Quantitate liver histopathology in whole slide images

Project description

liverquant

Liverquant is a Python package designed for automated analysis of Whole Slide Images (WSI) to assess Non-alcoholic Fatty Liver Disease (NAFLD) or Metabolic dysfunction Associated Steatotic Liver Disease (MASLD). This toolbox enables the detection of fat globules within image tiles (Example 1) and is directly applicable to WSIs (Example 2). In our evaluation, we utilized this toolbox on a public dataset comprising 109 WSIs. Additionally, the toolbox facilitates fibrosis estimation, demonstrated in Example 3 and Example 4. Future plans involve expanding its capabilities to quantify inflammation and ballooning.

Contents

Installation

The recommended way to install is via pip:

pip install liverquant

Fat Quantification

In liver pathology, the presence of fat can be indicative of various conditions, such as fatty liver disease (steatosis), which can occur in the context of alcohol abuse, obesity, diabetes, or metabolic syndrome. Hematoxylin and Eosin (H&E) staining is a widely used technique in pathology that provides basic information about tissue architecture and cellular morphology. Under H&E staining, lipids (fats) appear as clear or pale vacuoles within cells. The workflow to identify fat vacuoles is shown below. In brief, white regions are segmented using Hue-Saturation-Value channels. Isolated fat vacuoles are segmented using morphological features.
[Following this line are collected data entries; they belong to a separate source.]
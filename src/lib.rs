//! mini-torrent
//!
//! A small peer-wire client: create descriptors, seed a complete file and
//! download from a fixed list of peers with resumable progress.

pub mod bitfield;
pub mod cli;
pub mod config;
pub mod error;
pub mod peer;
pub mod protocol;
pub mod session;
pub mod storage;
pub mod torrent;

pub use error::{ErrorKind, TorrentError};

pub use bitfield::Bitfield;
pub use config::{CreateOptions, DownloadConfig, SeedConfig};
pub use protocol::{Handshake, InfoHash, Message, MessageId, PeerId};
pub use session::{DownloadStatus, Downloader, SeedStatus, Seeder, SessionState};
pub use storage::{PieceStore, ProgressStore};
pub use torrent::{
    create_multi_file_descriptor, create_single_file_descriptor, CreatedTorrent, Descriptor,
    TorrentInfo,
};
pub use cli::{CliArgs, Command, ProgressDisplay};
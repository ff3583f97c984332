//! Peer-wire protocol module
//!
//! Handshake and message codecs plus async stream helpers.

pub mod handshake;
pub mod message;
pub mod wire;

/// 20-byte SHA-1 digest of the descriptor's info dictionary
pub type InfoHash = [u8; 20];

/// 20-byte client instance identifier
pub type PeerId = [u8; 20];

// Re-export main types
pub use handshake::{Handshake, HANDSHAKE_LENGTH, PROTOCOL_LENGTH, PROTOCOL_STRING};
pub use message::{Message, MessageId, MAX_MESSAGE_LENGTH};
pub use wire::{read_handshake, read_message, write_handshake, write_message};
Overlapping fat globules are separated using a watershed segmentation and then identified using the same filters applied to isolated fat vacuoles.
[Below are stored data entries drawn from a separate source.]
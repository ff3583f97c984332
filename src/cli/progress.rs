//! Progress display module
//!
//! Handles displaying session progress in the CLI.

use std::io::{self, Write};
use std::time::{Duration, Instant};

use crate::session::{DownloadStatus, SeedStatus};

/// Format bytes to human readable string
pub fn format_bytes(bytes: u64) -> String {
    const UNITS: &[&str] = &["B", "KB", "MB", "GB", "TB"];
    let mut size = bytes as f64;
    let mut unit_index = 0;

    while size >= 1024.0 && unit_index < UNITS.len() - 1 {
        size /= 1024.0;
        unit_index += 1;
    }

    format!("{:.2} {}", size, UNITS[unit_index])
}

/// Format speed to human readable string
pub fn format_speed(bytes_per_sec: f64) -> String {
    format!("{}/s", format_bytes(bytes_per_sec as u64))
}

/// Format duration to human readable string
pub fn format_duration(duration: Duration) -> String {
    let total_secs = duration.as_secs();
    let hours = total_secs / 3600;
    let minutes = (total_secs % 3600) / 60;
    let seconds = total_secs % 60;

    if hours > 0 {
        format!("{}h {}m {}s", hours, minutes, seconds)
    } else if minutes > 0 {
        format!("{}m {}s", minutes, seconds)
    } else {
        format!("{}s", seconds)
    }
}

/// Time left at the current speed, if it can be estimated
pub fn calculate_eta(downloaded: u64, total: u64, speed: f64) -> Option<Duration> {
    if speed <= 0.0 || downloaded >= total {
        return None;
    }

    let remaining = total.saturating_sub(downloaded) as f64;
    Some(Duration::from_secs_f64(remaining / speed))
}

/// Single-line progress output for the CLI
pub struct ProgressDisplay {
    start_time: Instant,
    last_update: Option<Instant>,
    update_interval: Duration,
    quiet: bool,
}

impl ProgressDisplay {
    pub fn new(quiet: bool) -> Self {
        Self::with_interval(quiet, Duration::from_millis(500))
    }

    pub fn with_interval(quiet: bool, interval: Duration) -> Self {
        Self {
            start_time: Instant::now(),
            last_update: None,
            update_interval: interval,
            quiet,
        }
    }

    fn due(&mut self) -> bool {
        if self.quiet {
            return false;
        }
        if let Some(last) = self.last_update {
            if last.elapsed() < self.update_interval {
                return false;
            }
        }
        self.last_update = Some(Instant::now());
        true
    }

    /// Redraw the download line, rate-limited to the update interval
    pub fn update_download(&mut self, status: &DownloadStatus) -> io::Result<()> {
        if !self.due() {
            return Ok(());
        }
        print!("\r\x1b[2K{}", Self::download_line(status));
        io::stdout().flush()
    }

    /// Redraw the seeding line, rate-limited to the update interval
    pub fn update_seed(&mut self, status: &SeedStatus) -> io::Result<()> {
        if !self.due() {
            return Ok(());
        }
        print!(
            "\r\x1b[2KSeeding | Peers: {} | Blocks served: {} | ↑ {} | Up {}",
            status.connected_peers,
            status.blocks_served,
            format_bytes(status.bytes_uploaded),
            format_duration(self.elapsed()),
        );
        io::stdout().flush()
    }

    /// Progress line for a download status
    pub fn download_line(status: &DownloadStatus) -> String {
        let percent = status.progress() * 100.0;
        let bar_width: usize = 40;
        let filled = ((percent / 100.0) * bar_width as f64) as usize;
        let bar = "=".repeat(filled) + &" ".repeat(bar_width.saturating_sub(filled));

        let eta = calculate_eta(status.bytes_downloaded, status.total_bytes, status.speed)
            .map(format_duration)
            .unwrap_or_else(|| "∞".to_string());

        format!(
            "[{}] {:.1}% | {}/{} pieces | ↓ {} | Peers: {} | ETA: {}",
            bar,
            percent,
            status.downloaded_pieces,
            status.total_pieces,
            format_speed(status.speed),
            status.connected_peers,
            eta,
        )
    }

    /// Print completion message
    pub fn print_complete(&self, status: &DownloadStatus) -> io::Result<()> {
        if self.quiet {
            return Ok(());
        }
        println!("\r\x1b[2K");
        println!("Download Complete!");
        println!("  Pieces: {} / {}", status.downloaded_pieces, status.total_pieces);
        println!("  Received: {}", format_bytes(status.bytes_downloaded));
        println!("  Elapsed Time: {}", format_duration(self.elapsed()));
        Ok(())
    }

    /// Print a status message
    pub fn print_status(&self, message: &str) -> io::Result<()> {
        if self.quiet {
            return Ok(());
        }
        println!("\r\x1b[2K{}", message);
        Ok(())
    }

    /// Get the elapsed time since start
    pub fn elapsed(&self) -> Duration {
        self.start_time.elapsed()
    }

    pub fn is_quiet(&self) -> bool {
        self.quiet
    }
}

#[cfg(test)]
mod tests {
    use super::*;

    #[test]
    fn test_format_bytes() {
        assert_eq!(format_bytes(0), "0.00 B");
        assert_eq!(format_bytes(1024), "1.00 KB");
        assert_eq!(format_bytes(1024 * 1024), "1.00 MB");
        assert_eq!(format_bytes(1024 * 1024 * 1024), "1.00 GB");
    }

    #[test]
    fn test_format_speed() {
        assert_eq!(format_speed(1024.0), "1.00 KB/s");
        assert_eq!(format_speed(1024.0 * 1024.0), "1.00 MB/s");
    }

    #[test]
    fn test_format_duration() {
        assert_eq!(format_duration(Duration::from_secs(30)), "30s");
        assert_eq!(format_duration(Duration::from_secs(90)), "1m 30s");
        assert_eq!(format_duration(Duration::from_secs(3661)), "1h 1m 1s");
    }

    #[test]
    fn test_calculate_eta() {
        assert_eq!(calculate_eta(50, 100, 10.0), Some(Duration::from_secs(5)));
        assert_eq!(calculate_eta(100, 100, 10.0), None);
        assert_eq!(calculate_eta(50, 100, 0.0), None);
    }

    #[test]
    fn test_download_line() {
        let status = DownloadStatus {
            downloaded_pieces: 1,
            total_pieces: 2,
            total_bytes: 100,
            ..Default::default()
        };
        let line = ProgressDisplay::download_line(&status);
        assert!(line.contains("50.0%"));
        assert!(line.contains("1/2 pieces"));
    }

    #[test]
    fn test_quiet_display_never_due() {
        let mut display = ProgressDisplay::new(true);
        assert!(display.is_quiet());
        assert!(!display.due());
    }
}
Fat Quantification Workflow

Note: The image tile used in this example is downloaded from histology page with the tissue sample ID GTEX-12584-1526.

The library implements two main methods to identify fat globules.

detect_fat_globules

Retrieve a binary mask for fat vacuoles from input RGB image tile.

  • Parameters:
    • img: {numpy.ndarray}: input RGB image tile in range [0, 255]
    • mask: {numpy.ndarray}: binary mask (either 0 or 255) for regions-of-interest [default=None]
    • lowerb: {list: 3}: inclusive lower bound array in HSV-space for color segmentation [default=[0, 0, 200]]
    • upperb: {list: 3}: inclusive upper bound array in HSV-space for color segmentation [default=[180, 25, 255]]
    • overlap: {int}: globules with centre inside overlap region will be excluded to avoid double-counting in whole-slide-image [default=0]
    • resolution: {float}: pixel size in micro-meter [default=1]
    • min_diameter: {float}: minimum diameter of a white blob to be considered as a fat globule [default=5]
    • max_diameter: {float}: maximum diameter of a white blob to be considered as a fat globule [default=100]
  • Returns:
    • mask: {numpy.ndarray}: binary mask (either 0 or 255) for identified fat vacuoles

For color segmentation, you must provide the lower and upper bounds for Hue-Saturation-Value channels. Note that similar to OpenCV, Hue has values from 0 to 180, Saturation and Value from 0 to 255. To pick the white color, Saturation between 0 and 25 is filtered out by default. Overlapping fat globules are separated using a watershed segmentation. Fat globules are then identified by filtering blobs based on morphological features including size, solidity, and elongation.

Example 1

Here is a short script to demonstrate the utility of detect_fat_globules.

Fat Detection Example
import cv2 as cv
from liverquant import detect_fat_globules

# read sample image tile
img = cv.imread('./example/tile01_HE.jpg')
img = cv.cvtColor(img, cv.COLOR_BGR2RGB)

# Detect globules
mask = detect_fat_globules(img, resolution=0.4942)                                           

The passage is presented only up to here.